_Work instructions_
Please go line by line through the material and copy each one containing the word "stdout".

_Material for this exercise_

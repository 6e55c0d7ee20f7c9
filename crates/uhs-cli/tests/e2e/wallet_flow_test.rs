//! Mint, confirm, pay and import across process-like runs.

#![allow(clippy::expect_used, clippy::unwrap_used, clippy::indexing_slicing)]

use uhs_cli::cli::OutputFormat;
use uhs_client::Client;

use crate::common::{field, Workspace};

#[test]
fn test_atomizer_mint_then_confirm() {
    let ws = Workspace::atomizer();

    let report = ws.run(&["mint", "5", "100"]);
    assert_eq!(report.code, 0);
    let id = field(&report, "Transaction ID").unwrap().to_string();
    assert_eq!(id.len(), 64);

    let info = ws.run(&["info"]);
    assert_eq!(field(&info, "balance"), Some("$0.00"));
    assert_eq!(field(&info, "pending TXs"), Some("1"));

    let confirmed = ws.run(&["confirmtx", &id]);
    assert!(confirmed.stderr.is_empty(), "{}", confirmed.stderr);
    assert_eq!(field(&confirmed, "Confirmed Balance"), Some("$5.00"));
    assert_eq!(field(&confirmed, "UTXOs"), Some("5"));

    let again = ws.run(&["confirmtx", &id]);
    assert_eq!(again.stderr, "confirmtx: Unknown TXID\n");
}

#[test]
fn test_twophase_mint_is_spendable() {
    let ws = Workspace::twophase();
    ws.run(&["mint", "2", "250"]);

    let info = ws.run(&["info"]);
    assert_eq!(field(&info, "balance"), Some("$5.00"));
    assert_eq!(field(&info, "UTXOs"), Some("2"));
    assert_eq!(field(&info, "pending TXs"), Some("0"));
}

#[test]
fn test_payment_between_wallets() {
    let ws = Workspace::twophase();
    let bob = ws.sibling("bob");
    ws.run(&["mint", "1", "1000"]);

    let address_report = bob.run(&["newaddress"], OutputFormat::Text);
    let address = field(&address_report, "Address").unwrap().to_string();
    assert!(address.starts_with("usd1"));

    let sent = ws.run(&["send", "300", &address]);
    assert!(sent.stderr.is_empty(), "{}", sent.stderr);
    assert_eq!(field(&sent, "Sentinel responded"), Some("Confirmed"));

    // Text rendering puts "<index> <input>" after the key.
    let data = field(&sent, "Data for recipient importinput").unwrap();
    let input = data.strip_prefix("0 ").unwrap();
    assert_eq!(input.len(), 160);

    let imported = bob.run(&["importinput", input], OutputFormat::Text);
    assert_eq!(imported.code, 0);
    assert!(imported.stderr.is_empty());

    assert_eq!(bob.open().balance(), 0);
    bob.run(&["sync"], OutputFormat::Text);
    assert_eq!(bob.open().balance(), 300);
    assert_eq!(ws.files().open().balance(), 700);
}

#[test]
fn test_fan_out() {
    let ws = Workspace::twophase();
    let carol = ws.sibling("carol");
    ws.run(&["mint", "3", "100"]);

    let address = {
        let report = carol.run(&["newaddress"], OutputFormat::Text);
        field(&report, "Address").unwrap().to_string()
    };
    let fanned = ws.run(&["fan", "4", "50", &address]);
    assert!(fanned.stderr.is_empty(), "{}", fanned.stderr);
    assert_eq!(ws.files().open().balance(), 100);
}

#[test]
fn test_atomizer_send_pending_until_sync() {
    let ws = Workspace::atomizer();
    let id = field(&ws.run(&["mint", "1", "100"]), "Transaction ID")
        .unwrap()
        .to_string();
    ws.run(&["confirmtx", &id]);

    let sent = ws.run(&["send", "40", &uhs_client::encode_address(&[9; 32]).unwrap()]);
    assert_eq!(field(&sent, "Sentinel responded"), Some("Pending"));
    assert_eq!(ws.files().open().pending_tx_count(), 1);

    ws.run(&["sync"]);
    let client = ws.files().open();
    assert_eq!(client.pending_tx_count(), 0);
    assert_eq!(client.balance(), 60);
}

#[test]
fn test_overspend_is_rejected() {
    let ws = Workspace::twophase();
    ws.run(&["mint", "1", "10"]);
    let address = uhs_client::encode_address(&[1; 32]).unwrap();

    let report = ws.run(&["send", "11", &address]);
    assert_eq!(report.stderr, "send: Could not generate valid send tx\n");
    assert!(report.stdout.is_empty());
    assert_eq!(ws.files().open().balance(), 10);
}

#[test]
fn test_huge_counts_are_refused() {
    let ws = Workspace::twophase();
    ws.run(&["mint", "1", "10"]);
    let address = uhs_client::encode_address(&[1; 32]).unwrap();

    let fanned = ws.run(&["fan", "4000000000", "1", &address]);
    assert_eq!(fanned.stderr, "fan: Could not generate valid send tx\n");

    let minted = ws.run(&["mint", "100000000000", "1"]);
    assert_eq!(minted.stderr, "mint: too many outputs: 100000000000 (at most 100000)\n");

    let client = ws.files().open();
    assert_eq!(client.balance(), 10);
    assert_eq!(client.utxo_count(), 1);
}

#[test]
fn test_errors_leave_state_untouched() {
    let ws = Workspace::atomizer();
    for line in [
        &["mint"][..],
        &["mint", "x", "1"],
        &["send", "100", "not-an-address"],
        &["importinput", "not-hex"],
        &["confirmtx", "nothex"],
        &["bogus"],
    ] {
        let report = ws.run(line);
        assert!(!report.stderr.is_empty(), "{line:?}");
        assert!(report.stdout.is_empty(), "{line:?}");
    }
    let client = ws.files().open();
    assert_eq!(client.pending_tx_count(), 0);
    assert_eq!(client.utxo_count(), 0);
}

_Written response_
    assert!(report.stdout.is_empty());
        assert!(report.stdout.is_empty(), "{line:?}");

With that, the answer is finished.